New York City real estate website BrickUnderground and apartment data site AddressReport compiled the list, which rated the 10 smelliest and 10 least smelly neighborhoods in Queens, Brooklyn and Manhattan. The ranking used data from the frequency of 311 complaints for odor-related issues, such as missed trash collection, sewer backups and odors, vehicle and restaurant fumes, and dirty sidewalks and alleyways. The data was then weighted for each area’s population.
Malba was not only rated as Queens’ smelliest neighborhood, but also as the third smelliest in the three boroughs.
Malba locals had issues with the analysis, saying that the neighborhood, a section of northeast Queens with multi-million dollar houses and expansive water views, was clean, well-maintained and virtually odor-free.

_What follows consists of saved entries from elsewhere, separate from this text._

// SPDX-License-Identifier: MIT OR Apache-2.0
//! Host services the standard nodes talk to.
//!
//! Nodes never own world state; they call into these traits. The in-memory
//! implementations here back tests and the headless host.

use crate::fact::{FactStore, FactTable};
use crate::property::{PropertyStore, PropertyTable};
use flowsolo_graph::ExecutionError;
use indexmap::{IndexMap, IndexSet};
use parking_lot::RwLock;
use std::sync::atomic::{AtomicU64, Ordering};
use std::sync::Arc;

/// Error reported by a host service
#[derive(Debug, Clone, PartialEq, Eq, thiserror::Error)]
pub enum ServiceError {
    /// Requested asset does not exist
    #[error("Unknown asset: {0}")]
    UnknownAsset(String),

    /// Service refused the request
    #[error("Request rejected: {0}")]
    Rejected(String),
}

impl From<ServiceError> for ExecutionError {
    fn from(err: ServiceError) -> Self {
        match err {
            ServiceError::UnknownAsset(name) => Self::MissingAsset(name),
            ServiceError::Rejected(reason) => Self::Failed(reason),
        }
    }
}

/// Plays cinematic sequences
pub trait CinematicPlayer: Send + Sync {
    /// Start a sequence
    fn play(&self, sequence: &str) -> Result<(), ServiceError>;

    /// Stop a sequence early
    fn stop(&self, sequence: &str);

    /// Whether the sequence is currently playing
    fn is_playing(&self, sequence: &str) -> bool;
}

/// Assigns actors to workspots
pub trait WorkspotManager: Send + Sync {
    /// Send an actor to a workspot
    fn start(&self, actor: u64, workspot: &str) -> Result<(), ServiceError>;

    /// Pull an actor out of its workspot
    fn stop(&self, actor: u64, force: bool);

    /// Workspot the actor is currently using
    fn current(&self, actor: u64) -> Option<String>;
}

/// Spawns actors into the world
pub trait ActorSpawner: Send + Sync {
    /// Spawn an actor of a class at a named spawn point; returns its entity
    fn spawn(&self, class: &str, spawn_point: &str) -> Result<u64, ServiceError>;
}

/// In-memory cinematic player over a fixed catalog
#[derive(Debug, Default)]
pub struct CinematicLibrary {
    catalog: IndexSet<String>,
    playing: RwLock<IndexSet<String>>,
}

impl CinematicLibrary {
    /// Create a player that knows the given sequences
    pub fn new<I, S>(sequences: I) -> Self
    where
        I: IntoIterator<Item = S>,
        S: Into<String>,
    {
        Self {
            catalog: sequences.into_iter().map(Into::into).collect(),
            playing: RwLock::new(IndexSet::new()),
        }
    }

    /// Mark a sequence as done playing; returns whether it was playing
    pub fn complete(&self, sequence: &str) -> bool {
        self.playing.write().shift_remove(sequence)
    }

    /// Sequences currently playing, in start order
    pub fn playing(&self) -> Vec<String> {
        self.playing.read().iter().cloned().collect()
    }
}

impl CinematicPlayer for CinematicLibrary {
    fn play(&self, sequence: &str) -> Result<(), ServiceError> {
        if !self.catalog.contains(sequence) {
            return Err(ServiceError::UnknownAsset(sequence.to_string()));
        }
        if !self.playing.write().insert(sequence.to_string()) {
            return Err(ServiceError::Rejected(format!("`{sequence}` is already playing")));
        }
        tracing::debug!(sequence, "cinematic started");
        Ok(())
    }

    fn stop(&self, sequence: &str) {
        if self.playing.write().shift_remove(sequence) {
            tracing::debug!(sequence, "cinematic stopped");
        }
    }

    fn is_playing(&self, sequence: &str) -> bool {
        self.playing.read().contains(sequence)
    }
}

/// In-memory workspot assignments
#[derive(Debug, Default)]
pub struct WorkspotBoard {
    spots: IndexSet<String>,
    assigned: RwLock<IndexMap<u64, String>>,
}

impl WorkspotBoard {
    /// Create a board with the given workspots
    pub fn new<I, S>(spots: I) -> Self
    where
        I: IntoIterator<Item = S>,
        S: Into<String>,
    {
        Self {
            spots: spots.into_iter().map(Into::into).collect(),
            assigned: RwLock::new(IndexMap::new()),
        }
    }

    /// Actors currently working, with their workspot
    pub fn assignments(&self) -> Vec<(u64, String)> {
        self.assigned
            .read()
            .iter()
            .map(|(actor, spot)| (*actor, spot.clone()))
            .collect()
    }
}

impl WorkspotManager for WorkspotBoard {
    fn start(&self, actor: u64, workspot: &str) -> Result<(), ServiceError> {
        if !self.spots.contains(workspot) {
            return Err(ServiceError::UnknownAsset(workspot.to_string()));
        }
        let mut assigned = self.assigned.write();
        if assigned.values().any(|s| s == workspot) {
            return Err(ServiceError::Rejected(format!("workspot `{workspot}` is occupied")));
        }
        assigned.insert(actor, workspot.to_string());
        Ok(())
    }

    fn stop(&self, actor: u64, force: bool) {
        if let Some(spot) = self.assigned.write().shift_remove(&actor) {
            tracing::debug!(actor, %spot, force, "workspot released");
        }
    }

    fn current(&self, actor: u64) -> Option<String> {
        self.assigned.read().get(&actor).cloned()
    }
}

/// A spawned actor
#[derive(Debug, Clone, PartialEq, Eq)]
pub struct SpawnedActor {
    /// Entity id handed out
    pub entity: u64,
    /// Actor class
    pub class: String,
    /// Spawn point name, empty for the origin
    pub spawn_point: String,
}

/// In-memory spawner over a fixed set of actor classes
#[derive(Debug)]
pub struct ActorRoster {
    classes: IndexSet<String>,
    next: AtomicU64,
    spawned: RwLock<Vec<SpawnedActor>>,
}

impl ActorRoster {
    /// Create a spawner for the given classes; entities are numbered from
    /// `first_entity`
    pub fn new<I, S>(classes: I, first_entity: u64) -> Self
    where
        I: IntoIterator<Item = S>,
        S: Into<String>,
    {
        Self {
            classes: classes.into_iter().map(Into::into).collect(),
            next: AtomicU64::new(first_entity),
            spawned: RwLock::new(Vec::new()),
        }
    }

    /// Actors spawned so far, oldest first
    pub fn spawned(&self) -> Vec<SpawnedActor> {
        self.spawned.read().clone()
    }
}

impl Default for ActorRoster {
    fn default() -> Self {
        Self::new(std::iter::empty::<String>(), 1)
    }
}

impl ActorSpawner for ActorRoster {
    fn spawn(&self, class: &str, spawn_point: &str) -> Result<u64, ServiceError> {
        if !self.classes.contains(class) {
            return Err(ServiceError::UnknownAsset(class.to_string()));
        }
        let entity = self.next.fetch_add(1, Ordering::Relaxed);
        self.spawned.write().push(SpawnedActor {
            entity,
            class: class.to_string(),
            spawn_point: spawn_point.to_string(),
        });
        tracing::debug!(entity, class, spawn_point, "actor spawned");
        Ok(entity)
    }
}

/// Services handed to the standard node behaviors
#[derive(Clone)]
pub struct HostServices {
    /// Fact storage
    pub facts: Arc<dyn FactStore>,
    /// Cinematic playback
    pub cinematics: Arc<dyn CinematicPlayer>,
    /// Entity property storage
    pub properties: Arc<dyn PropertyStore>,
    /// Workspot assignment
    pub workspots: Arc<dyn WorkspotManager>,
    /// Actor spawning
    pub spawner: Arc<dyn ActorSpawner>,
}

impl Default for HostServices {
    fn default() -> Self {
        Self {
            facts: Arc::new(FactTable::default()),
            cinematics: Arc::new(CinematicLibrary::default()),
            properties: Arc::new(PropertyTable::default()),
            workspots: Arc::new(WorkspotBoard::default()),
            spawner: Arc::new(ActorRoster::default()),
        }
    }
}

impl std::fmt::Debug for HostServices {
    fn fmt(&self, f: &mut std::fmt::Formatter<'_>) -> std::fmt::Result {
        f.debug_struct("HostServices").finish_non_exhaustive()
    }
}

“As a lifelong resident of Malba, I find this [ranking] highly insulting,” said Christopher Biancaniello, who likened the area to Beverly Hills.
“All of us homeowners take pride in our properties,” he added.
On a hot Friday afternoon last week, Steven Vitale, 24, who has also lived in the neighborhood his whole life, made an observation about the smell in the neighborhood.
“The smelliest thing here is me,” the jogger said, shirt soaked in sweat. “Otherwise, this area smells fine to me.”
Eliza Kalas, who has lived in Malba for the last five years, agreed.
“It’s not that bad here and it’s certainly not worth complaining about,” she said, referring to the 311 complaints. The only area she noticed with a slight smell was by the water on Boulevard Street.
Other Queens neighborhoods on the smelliest list included Lindenwood, which came in at number two in the borough, followed by Neponsit, St. Albans, College Point, Howard Beach, Bayswater, Cambria Heights, Broad Channel and Beechurst/Whitestone.
Queens’ least smelly neighborhoods included North Corona, at number one, followed by Corona, Woodside and Elmhurst, Rego Park, Sunnyside, Jackson Heights, Bellerose, East Flushing and Ridgewood.
Nicholas Kaizer, vice president of the Malba Association, found issue with how the data was analyzed since, according to him, there are only around 400 homes in the area.
“Though not a statistician, it’s pretty obvious that the tiny size of the sample population seriously calls into question the value of the per capita method of analyzing odor complaints to the city,” he said, calling the data skewed.
“The sounds and smells coming off of our waterfront — and throughout our small neighborhood — are among our greatest assets and we jealously guard our native habitat, policing and tending to the grounds regularly, as our community has done for over 100 years,” Kaizer said.